As a scholar of Africa and the African diaspora, Merle Bowen’s professional life has largely been focused on Black freedom in the context of land and labor. In her most recent book, “For Land and Liberty: Black Struggles in Rural Brazil,” the professor of African American studies explores the history and contemporary circumstances of rural communities of African descent—or Quilombos—in Brazil.
While the book, published in April 2021 by Cambridge University Press, has been well-received, its biggest success came recently as it was recognized as the P. Sterling Stuckey Book Prize winner by the Association for the Study of the Worldwide African Diaspora (ASWAD).
According to the award committee, "Merle Bowen's ‘For Land and Liberty’ is essential reading for the study of modern Quilombos, adding oral, quantitative and archival nuance to the historiography, and skillfully framing historic black rural communities of Brazil in comparative perspectives. Rather than lives played out in isolation, Bowen shows how multicultural, communal, and resilient those communities remain in the face of state violence, land dispossession, and economic and political oppression."
The award’s namesake, P. Sterling Stuckey, was an American historian and distinguished professor. Stuckey taught at the University of California, Riverside, where he specialized in American slavery as well as Afro-American intellectual and cultural history.
While Bowen’s book examines Quilombolas [residents of Quilombos] and their connections to the broader fight against racism, it focuses primarily upon their land claims. Even though Brazil’s constitution guarantees land rights, the lack of resources, state of bureaucracy, and racism continue to hinder the Quilombolas, preventing them from land ownership, Bowen reports. “These are not new struggles,” she said.
Bowen’s research in Brazil included archival work as well as collecting oral histories. Her numerous trips to Brazil took her to 30 Brazilian communities where she worked with more than 400 families.

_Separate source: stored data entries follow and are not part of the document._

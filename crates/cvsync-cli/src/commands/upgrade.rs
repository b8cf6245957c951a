//! Upgrade command implementation.

use crate::output;
use anyhow::{Context as _, Result, bail};
use clap::Args;
use cvsync_config::{ConfigLoader, EnvConfig};
use std::path::PathBuf;
use tracing::info;

/// Arguments for the upgrade command.
#[derive(Args, Debug, Clone)]
pub struct UpgradeArgs {
    /// Job configuration file
    pub file: PathBuf,

    /// Write the result here instead of printing it
    #[arg(short = 'o', long, value_name = "FILE", conflicts_with = "in_place")]
    pub output: Option<PathBuf>,

    /// Rewrite the input file
    #[arg(short = 'i', long)]
    pub in_place: bool,
}

/// Run the upgrade command.
pub fn run(args: &UpgradeArgs) -> Result<()> {
    info!(file = %args.file.display(), "running upgrade command");

    let loaded = ConfigLoader::with_env(EnvConfig::default())
        .load(&args.file)
        .with_context(|| format!("failed to load job {}", args.file.display()))?;
    if !loaded.was_upgraded() {
        output::warning(&format!("{} is already in the current format", args.file.display()));
    }

    let target = if args.in_place {
        Some(args.file.clone())
    } else {
        args.output.clone()
    };

    match target {
        Some(path) => {
            if path.is_dir() {
                bail!("{} is a directory", path.display());
            }
            ConfigLoader::save(&loaded.config, &path)
                .with_context(|| format!("failed to write {}", path.display()))?;
            output::success(&format!(
                "Wrote {} repositor{} to {}",
                loaded.config.repositories.len(),
                if loaded.config.repositories.len() == 1 { "y" } else { "ies" },
                path.display()
            ));
        }
        None => output::print_json(&loaded.config)?,
    }
    Ok(())
}
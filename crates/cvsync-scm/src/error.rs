//! Checkout and polling errors.

use cvsync_core::{CheckoutOutcome, ErrorCode, LocationKind, ModuleKey};
use cvsync_vcs::VcsError;
use std::path::PathBuf;
use thiserror::Error;

/// Error raised while checking out or polling one module.
#[derive(Error, Debug)]
pub enum ScmError {
    /// A tag or branch is missing and HEAD fallback is off.
    #[error("{kind} '{name}' not found in module '{module}' of {repository}{}", if *partial { " (present on some files only)" } else { "" })]
    ReferenceNotFound {
        /// Configured CVSROOT.
        repository: String,
        /// Module remote name.
        module: String,
        /// Tag or branch.
        kind: LocationKind,
        /// Resolved name.
        name: String,
        /// The reference exists on some files only.
        partial: bool,
    },

    /// The transport failed; never retried.
    #[error("transport failure for module '{module}' of {repository}: {source}")]
    Transport {
        /// Configured CVSROOT.
        repository: String,
        /// Module remote name.
        module: String,
        /// Underlying error.
        #[source]
        source: VcsError,
    },

    /// Exclusion patterns of a repository do not compile.
    #[error("invalid exclusion pattern in {repository}: {message}")]
    Exclusion {
        /// Configured CVSROOT.
        repository: String,
        /// Compiler message.
        message: String,
    },

    /// Workspace could not be prepared.
    #[error("workspace error at {path}: {message}")]
    Workspace {
        /// Offending path.
        path: PathBuf,
        /// Error message.
        message: String,
    },

    /// Baseline store could not be read or written.
    #[error("baseline store error at {path}: {message}")]
    Baseline {
        /// Store path.
        path: PathBuf,
        /// Error message.
        message: String,
    },
}

impl ScmError {
    /// Create a workspace error.
    #[must_use]
    pub fn workspace(path: impl Into<PathBuf>, err: std::io::Error) -> Self {
        Self::Workspace {
            path: path.into(),
            message: err.to_string(),
        }
    }

    /// Create a baseline store error.
    #[must_use]
    pub fn baseline(path: impl Into<PathBuf>, message: impl ToString) -> Self {
        Self::Baseline {
            path: path.into(),
            message: message.to_string(),
        }
    }

    /// Whether the error came from the transport.
    #[must_use]
    pub const fn is_transport(&self) -> bool {
        matches!(self, Self::Transport { .. })
    }

    /// Whether a reference was missing.
    #[must_use]
    pub const fn is_reference_not_found(&self) -> bool {
        matches!(self, Self::ReferenceNotFound { .. })
    }
}

impl From<ScmError> for cvsync_core::Error {
    fn from(err: ScmError) -> Self {
        match err {
            ScmError::ReferenceNotFound {
                repository,
                module,
                kind,
                name,
                ..
            } => Self::reference_not_found(repository, module, kind.to_string(), name),
            ScmError::Transport {
                repository,
                module,
                source,
            } => match Self::from(source) {
                Self::Transport { code, message, .. } => {
                    Self::transport(code, repository, module, message)
                }
                other => other,
            },
            ScmError::Exclusion { .. } => Self::config(err.to_string()),
            ScmError::Workspace { path, message } => Self::Io {
                code: ErrorCode::E0503,
                path,
                message,
                suggestions: vec!["Remove the workspace and run a fresh checkout".to_string()],
            },
            ScmError::Baseline { .. } => Self::poll(ErrorCode::E0402, err.to_string()),
        }
    }
}

/// A checkout that stopped before every module was processed.
///
/// `outcomes` holds the modules completed before the failure, followed by
/// the failed module itself.
#[derive(Error, Debug)]
#[error("checkout failed after {count} completed module(s): {cause}", count = .outcomes.iter().filter(|o| o.success).count())]
pub struct CheckoutFailure {
    /// Per-module outcomes up to and including the failure.
    pub outcomes: Vec<CheckoutOutcome>,
    /// What went wrong.
    #[source]
    pub cause: ScmError,
}

impl CheckoutFailure {
    /// Modules that were checked out before the failure.
    pub fn completed(&self) -> impl Iterator<Item = &CheckoutOutcome> {
        self.outcomes.iter().filter(|o| o.success)
    }
}

/// A poll that could not finish; no baseline may be committed.
#[derive(Error, Debug)]
#[error("poll failed{}: {cause}", .key.as_ref().map(|k| format!(" for {k}")).unwrap_or_default())]
pub struct PollFailure {
    /// Module being polled, if the failure is module-specific.
    pub key: Option<ModuleKey>,
    /// What went wrong.
    #[source]
    pub cause: ScmError,
}

/// Result type for single-module operations.
pub type Result<T> = std::result::Result<T, ScmError>;

#[cfg(test)]
mod tests {
    use super::*;
    use cvsync_core::ResolvedLocation;

    #[test]
    fn failure_counts_completed_modules() {
        let key = ModuleKey::new(":local:/cvs", "fooModule");
        let failure = CheckoutFailure {
            outcomes: vec![
                CheckoutOutcome::succeeded(key.clone(), ResolvedLocation::head(), "a".into()),
                CheckoutOutcome::failed(key, ResolvedLocation::head(), "b".into(), "boom"),
            ],
            cause: ScmError::Transport {
                repository: ":local:/cvs".into(),
                module: "barModule".into(),
                source: VcsError::Timeout { seconds: 3 },
            },
        };
        assert_eq!(failure.completed().count(), 1);
        assert!(failure.to_string().contains("after 1 completed"));
    }

    #[test]
    fn converts_to_core() {
        let err: cvsync_core::Error = ScmError::Transport {
            repository: "root".into(),
            module: "fooModule".into(),
            source: VcsError::AuthenticationFailed {
                root: "root".into(),
                reason: "bad".into(),
            },
        }
        .into();
        assert_eq!(err.code(), ErrorCode::E0302);
        assert!(err.to_string().contains("fooModule"));

        let err: cvsync_core::Error = ScmError::ReferenceNotFound {
            repository: "root".into(),
            module: "fooModule".into(),
            kind: LocationKind::Tag,
            name: "wrongTag".into(),
            partial: false,
        }
        .into();
        assert_eq!(err.code(), ErrorCode::E0201);
    }

    #[test]
    fn poll_failure_names_module() {
        let failure = PollFailure {
            key: Some(ModuleKey::new("root", "fooModule")),
            cause: ScmError::baseline("/tmp/b.json", "locked"),
        };
        assert!(failure.to_string().contains("root#fooModule"));
    }
}
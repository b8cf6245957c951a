//! Polling tests against the reference repository.
//!
//! These tests verify that baselines recorded by a checkout suppress
//! spurious builds and that later commits are detected on the right line
//! of development.

use chrono::Duration;
use cvsync_config::{GlobalSettings, ScmConfig};
use cvsync_core::{ParameterContext, Repository, RevisionSelector, UNBOUNDED_POLLING_DEPTH};
use cvsync_scm::{
    BaselineStore, ChangeDetector, CheckoutCoordinator, CheckoutMode, FileBaselineStore,
    ManualClock, MemoryBaselineStore, PollBaseline, ScmError,
};
use cvsync_test_utils::prelude::*;
use std::sync::Arc;
use tempfile::TempDir;

struct Harness {
    server: MockCvsServer,
    clock: ManualClock,
    workspace: TempDir,
}

impl Harness {
    fn new() -> Self {
        Self {
            server: Fixtures::server(),
            clock: ManualClock::new(Fixtures::settled()),
            workspace: TempDir::new().unwrap(),
        }
    }

    fn detector(&self) -> ChangeDetector {
        ChangeDetector::new(Arc::new(self.server.clone())).with_clock(Arc::new(self.clock.clone()))
    }

    /// Check out `repos` and record the resulting baselines.
    fn checkout(&self, repos: &[Repository], store: &dyn BaselineStore) {
        let result = CheckoutCoordinator::new(Arc::new(self.server.clone()), GlobalSettings::default())
            .with_clock(Arc::new(self.clock.clone()))
            .checkout(
                &ScmConfig::new(repos.to_vec()),
                &ParameterContext::new(),
                self.workspace.path(),
                CheckoutMode::Fresh,
            )
            .unwrap();
        store.put_all(&result.baselines).unwrap();
    }

    fn poll(&self, repos: &[Repository], store: &dyn BaselineStore) -> cvsync_scm::PollResult {
        let result = self
            .detector()
            .poll(repos, store, &ParameterContext::new())
            .unwrap();
        result.commit(store).unwrap();
        result
    }
}

// ========== Baseline Tests ==========

mod baselines {
    use super::*;
    use cvsync_test_utils::prelude::assert_eq;

    #[test]
    fn test_poll_after_checkout_finds_nothing() {
        let h = Harness::new();
        let store = MemoryBaselineStore::new();
        let repos = vec![Fixtures::foo(RevisionSelector::Head)];
        h.checkout(&repos, &store);
        h.clock.advance(Duration::days(1));

        let result = h.poll(&repos, &store);

        assert!(!result.has_changes);
        assert!(result.changes.is_empty());
        let key = repos[0].key_for(&repos[0].modules[0]);
        assert_eq!(store.get(&key).unwrap(), Some(PollBaseline::at(Fixtures::settled())));
    }

    #[test]
    fn test_first_poll_without_checkout_triggers() {
        let h = Harness::new();
        let store = MemoryBaselineStore::new();
        let repos = vec![Fixtures::foo_and_bar(RevisionSelector::Head, RevisionSelector::Head)];

        let first = h.poll(&repos, &store);
        h.clock.advance(Duration::hours(1));
        let second = h.poll(&repos, &store);

        assert!(first.has_changes);
        assert_eq!(first.updated_baselines.len(), 2);
        assert!(!second.has_changes);
    }

    #[test]
    fn test_commit_advances_baseline() {
        let h = Harness::new();
        let store = MemoryBaselineStore::new();
        let repos = vec![Fixtures::foo(RevisionSelector::Head)];
        h.checkout(&repos, &store);

        let committed_at = Fixtures::settled() + Duration::hours(12);
        h.server
            .commit(Fixtures::ROOT, Fixtures::FOO_MODULE, "new.txt", "new", committed_at);
        h.clock.advance(Duration::days(1));

        let result = h.poll(&repos, &store);
        assert!(result.has_changes);
        assert_eq!(result.entry_count(), 1);
        assert_eq!(result.changes[0].entries[0].path, "new.txt");

        let key = repos[0].key_for(&repos[0].modules[0]);
        let stored = store.get(&key).unwrap().unwrap();
        assert_eq!(stored.timestamp, committed_at);
        assert!(stored.revision.is_some());

        h.clock.advance(Duration::days(1));
        assert!(!h.poll(&repos, &store).has_changes);
    }

    #[test]
    fn test_failed_poll_leaves_baselines() {
        let h = Harness::new();
        let store = MemoryBaselineStore::new();
        let repos = vec![Fixtures::foo(RevisionSelector::Head)];
        h.checkout(&repos, &store);
        h.server.commit(
            Fixtures::ROOT,
            Fixtures::FOO_MODULE,
            "new.txt",
            "new",
            Fixtures::settled() + Duration::hours(1),
        );
        h.server.fail_with(Fixtures::ROOT, MockFailure::Authentication);
        h.clock.advance(Duration::days(1));

        let failure = h
            .detector()
            .poll(&repos, &store, &ParameterContext::new())
            .unwrap_err();

        assert!(failure.cause.is_transport());
        assert_eq!(failure.key, Some(repos[0].key_for(&repos[0].modules[0])));
        let key = repos[0].key_for(&repos[0].modules[0]);
        assert_eq!(store.get(&key).unwrap(), Some(PollBaseline::at(Fixtures::settled())));

        h.server.clear_failure(Fixtures::ROOT);
        assert!(h.poll(&repos, &store).has_changes);
    }

    #[test]
    fn test_cancelled_poll() {
        let h = Harness::new();
        let store = MemoryBaselineStore::new();
        let repos = vec![Fixtures::foo(RevisionSelector::Head)];
        h.checkout(&repos, &store);
        h.clock.advance(Duration::days(1));

        let detector = h.detector();
        let token = cvsync_vcs::CancellationToken::new();
        token.cancel();
        let failure = detector
            .with_cancellation(token)
            .poll(&repos, &store, &ParameterContext::new())
            .unwrap_err();

        assert!(matches!(
            failure.cause,
            ScmError::Transport {
                source: cvsync_vcs::VcsError::Cancelled,
                ..
            }
        ));
    }

    #[test]
    fn test_file_store_survives_restart() {
        let h = Harness::new();
        let state = TempDir::new().unwrap();
        let path = state.path().join("baselines.json");
        let repos = vec![Fixtures::foo(RevisionSelector::Head)];

        h.checkout(&repos, &FileBaselineStore::new(&path));
        h.clock.advance(Duration::days(1));

        let reopened = FileBaselineStore::new(&path);
        assert!(!h.poll(&repos, &reopened).has_changes);
        assert_eq!(reopened.load().unwrap().len(), 1);
    }
}

// ========== Line of Development Tests ==========

mod scoping {
    use super::*;
    use cvsync_test_utils::prelude::assert_eq;

    #[test]
    fn test_branch_ignores_trunk_commits() {
        let h = Harness::new();
        let store = MemoryBaselineStore::new();
        let repos = vec![Fixtures::foo(RevisionSelector::branch(Fixtures::FOO_BRANCH, false))];
        h.checkout(&repos, &store);

        h.server.commit(
            Fixtures::ROOT,
            Fixtures::FOO_MODULE,
            "trunk.txt",
            "trunk",
            Fixtures::settled() + Duration::hours(1),
        );
        h.clock.advance(Duration::days(1));
        assert!(!h.poll(&repos, &store).has_changes);

        h.server.commit_on_branch(
            Fixtures::ROOT,
            Fixtures::FOO_MODULE,
            Fixtures::FOO_BRANCH,
            "branch.txt",
            "branch 2",
            Fixtures::settled() + Duration::days(1) + Duration::hours(1),
        );
        h.clock.advance(Duration::days(1));
        let result = h.poll(&repos, &store);
        assert!(result.has_changes);
        assert_eq!(result.changes[0].entries[0].path, "branch.txt");
    }

    #[test]
    fn test_head_ignores_branch_commits() {
        let h = Harness::new();
        let store = MemoryBaselineStore::new();
        let repos = vec![Fixtures::foo(RevisionSelector::Head)];
        h.checkout(&repos, &store);

        h.server.commit_on_branch(
            Fixtures::ROOT,
            Fixtures::FOO_MODULE,
            Fixtures::FOO_BRANCH,
            "branch.txt",
            "branch 2",
            Fixtures::settled() + Duration::hours(1),
        );
        h.clock.advance(Duration::days(1));

        assert!(!h.poll(&repos, &store).has_changes);
    }

    #[test]
    fn test_tag_never_changes() {
        let h = Harness::new();
        let store = MemoryBaselineStore::new();
        let repos = vec![Fixtures::foo(RevisionSelector::tag(Fixtures::FOO_TAG, false))];
        h.checkout(&repos, &store);

        h.server.commit(
            Fixtures::ROOT,
            Fixtures::FOO_MODULE,
            "tag.txt",
            "retagged later",
            Fixtures::settled() + Duration::hours(1),
        );
        h.clock.advance(Duration::days(1));

        assert!(!h.poll(&repos, &store).has_changes);
    }

    #[test]
    fn test_excluded_commits_are_ignored_but_advance_baseline() {
        let h = Harness::new();
        let store = MemoryBaselineStore::new();
        let repos = vec![Fixtures::foo(RevisionSelector::Head).with_excluded_region(r"docs/.*")];
        h.checkout(&repos, &store);

        let committed_at = Fixtures::settled() + Duration::hours(2);
        h.server
            .commit(Fixtures::ROOT, Fixtures::FOO_MODULE, "docs/readme.txt", "docs", committed_at);
        h.clock.advance(Duration::days(1));

        let result = h.poll(&repos, &store);
        assert!(!result.has_changes);
        let key = repos[0].key_for(&repos[0].modules[0]);
        assert_eq!(store.get(&key).unwrap().unwrap().timestamp, committed_at);
    }

    #[test]
    fn test_polling_depth_limits_entries() {
        let h = Harness::new();
        let store = MemoryBaselineStore::new();
        let bounded = vec![Fixtures::foo(RevisionSelector::Head)];
        let unbounded =
            vec![Fixtures::foo(RevisionSelector::Head).with_polling_depth(UNBOUNDED_POLLING_DEPTH)];
        h.checkout(&bounded, &store);

        for i in 1..=5 {
            h.server.commit(
                Fixtures::ROOT,
                Fixtures::FOO_MODULE,
                &format!("file{i}.txt"),
                "content",
                Fixtures::settled() + Duration::hours(i),
            );
        }
        h.clock.advance(Duration::days(1));

        let limited = h
            .detector()
            .poll(&bounded, &store, &ParameterContext::new())
            .unwrap();
        let all = h
            .detector()
            .poll(&unbounded, &store, &ParameterContext::new())
            .unwrap();

        assert_eq!(limited.entry_count(), Fixtures::POLLING_DEPTH as usize);
        assert_eq!(limited.changes[0].entries[0].path, "file5.txt");
        assert_eq!(all.entry_count(), 5);
        assert_eq!(limited.updated_baselines, all.updated_baselines);
    }

    #[test]
    fn test_branch_from_parameter() {
        let h = Harness::new();
        let store = MemoryBaselineStore::new();
        let repos = vec![Fixtures::foo(RevisionSelector::branch("${branch}", false))];
        let context = ParameterContext::new().with_parameter("branch", Fixtures::FOO_BRANCH);
        let key = repos[0].key_for(&repos[0].modules[0]);
        store.put(&key, PollBaseline::at(Fixtures::epoch())).unwrap();

        let result = h.detector().poll(&repos, &store, &context).unwrap();

        assert!(result.has_changes);
        assert!(h.server.calls().contains(&MockCall::History {
            module: Fixtures::FOO_MODULE.to_string(),
            revision: Some(Fixtures::FOO_BRANCH.to_string()),
            since: Fixtures::epoch(),
        }));
    }

    #[test]
    fn test_head_fallback_polls_trunk() {
        let h = Harness::new();
        let store = MemoryBaselineStore::new();
        let repos = vec![Fixtures::foo(RevisionSelector::branch("missingBranch", true))];
        h.checkout(&repos, &store);
        assert_checked_out(h.workspace.path(), &["head.txt"]).unwrap();

        h.server.commit(
            Fixtures::ROOT,
            Fixtures::FOO_MODULE,
            "head.txt",
            "head2",
            Fixtures::settled() + Duration::hours(1),
        );
        h.clock.advance(Duration::days(1));
        h.server.clear_calls();

        let result = h.poll(&repos, &store);

        assert!(result.has_changes);
        assert_eq!(result.changes[0].entries[0].path, "head.txt");
        assert!(h.server.calls().contains(&MockCall::History {
            module: Fixtures::FOO_MODULE.to_string(),
            revision: None,
            since: Fixtures::settled(),
        }));
    }

    #[test]
    fn test_existing_branch_with_fallback_polls_branch() {
        let h = Harness::new();
        let store = MemoryBaselineStore::new();
        let repos = vec![Fixtures::foo(RevisionSelector::branch(Fixtures::FOO_BRANCH, true))];
        let key = repos[0].key_for(&repos[0].modules[0]);
        store.put(&key, PollBaseline::at(Fixtures::epoch())).unwrap();

        let result = h.poll(&repos, &store);

        assert!(result.has_changes);
        assert!(h.server.calls().contains(&MockCall::History {
            module: Fixtures::FOO_MODULE.to_string(),
            revision: Some(Fixtures::FOO_BRANCH.to_string()),
            since: Fixtures::epoch(),
        }));
    }
}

“There are always challenges in doing work in rural communities,” she added. “You don't have the same infrastructure as if you were doing a study in urban areas. There are no hotels or bed and breakfast places out in the countryside. It’s just a challenge to get to these communities… It would take days for me to get (there).”
While her work reflects upon an unfinished chapter in the African diaspora's struggle for liberation in Brazil, Bowen noted that “African descendants have long believed land is the basis for their self-realization as well as their autonomy.”
In other words, Bowen pointed out, without official recognition of their own lands, the Quilombo communities feel a lack of control of their destiny.
In 2000, Bowen released “The State Against the Peasantry," a book exploring peasantry and agriculture in Africa, and Mozambique in particular. It was well received, but “For Land and Liberty” has received even wider acclaim.
“It has really helped me become known as a specialist in the field,” Bowen said. “The Stuckey book award is (ASWAD’s) most prestigious award.”
Bowen will receive the award at ASWAD’s 11th Biennial Conference in Accra, Ghana, this August. She said that she is honored to receive the award in Ghana, due to the nation’s reputation as a leader in Pan-Africanism, the idea that people of African descent share common interests and beliefs.
“Pan-Africanism is an important theme of my scholarship, as well as my teaching,” Bowen said.
Bowen’s next book project is about Canada. Nova Scotia is home to the oldest Black population in Canada, and she will explore the politics of Black land loss in the Atlantic province during an era of climate and environmental change.